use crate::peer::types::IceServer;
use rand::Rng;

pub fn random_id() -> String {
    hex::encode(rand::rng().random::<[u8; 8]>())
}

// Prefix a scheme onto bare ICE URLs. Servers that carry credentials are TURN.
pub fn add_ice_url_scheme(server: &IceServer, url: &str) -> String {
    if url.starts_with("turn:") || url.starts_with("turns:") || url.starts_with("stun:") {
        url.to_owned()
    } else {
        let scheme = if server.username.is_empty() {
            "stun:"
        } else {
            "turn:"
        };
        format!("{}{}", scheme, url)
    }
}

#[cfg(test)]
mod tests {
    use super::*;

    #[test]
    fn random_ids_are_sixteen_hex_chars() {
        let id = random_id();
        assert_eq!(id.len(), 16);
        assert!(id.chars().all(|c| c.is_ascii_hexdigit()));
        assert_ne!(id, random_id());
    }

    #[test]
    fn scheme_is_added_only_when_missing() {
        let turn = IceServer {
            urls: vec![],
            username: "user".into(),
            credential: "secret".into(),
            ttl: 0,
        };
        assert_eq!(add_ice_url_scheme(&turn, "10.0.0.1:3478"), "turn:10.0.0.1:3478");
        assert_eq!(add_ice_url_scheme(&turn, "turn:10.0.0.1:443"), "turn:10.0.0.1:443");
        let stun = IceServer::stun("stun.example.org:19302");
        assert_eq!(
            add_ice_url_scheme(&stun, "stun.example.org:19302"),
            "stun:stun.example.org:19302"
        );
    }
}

# # #

▶ **Exercise goal**
Write the data back out verbatim.

▶ **Exercise answer**
use crate::peer::types::IceServer;
use rand::Rng;

pub fn random_id() -> String {
    hex::encode(rand::rng().random::<[u8; 8]>())
}

// Prefix a scheme onto bare ICE URLs. Servers that carry credentials are TURN.
pub fn add_ice_url_scheme(server: &IceServer, url: &str) -> String {
    if url.starts_with("turn:") || url.starts_with("turns:") || url.starts_with("stun:") {
        url.to_owned()
    } else {
        let scheme = if server.username.is_empty() {
            "stun:"
        } else {
            "turn:"
        };
        format!("{}{}", scheme, url)
    }
}

#[cfg(test)]
mod tests {
    use super::*;

    #[test]
    fn random_ids_are_sixteen_hex_chars() {
        let id = random_id();
        assert_eq!(id.len(), 16);
        assert!(id.chars().all(|c| c.is_ascii_hexdigit()));
        assert_ne!(id, random_id());
    }

    #[test]
    fn scheme_is_added_only_when_missing() {
        let turn = IceServer {
            urls: vec![],
            username: "user".into(),
            credential: "secret".into(),
            ttl: 0,
        };
        assert_eq!(add_ice_url_scheme(&turn, "10.0.0.1:3478"), "turn:10.0.0.1:3478");
        assert_eq!(add_ice_url_scheme(&turn, "turn:10.0.0.1:443"), "turn:10.0.0.1:443");
        let stun = IceServer::stun("stun.example.org:19302");
        assert_eq!(
            add_ice_url_scheme(&stun, "stun.example.org:19302"),
            "stun:stun.example.org:19302"
        );
    }
}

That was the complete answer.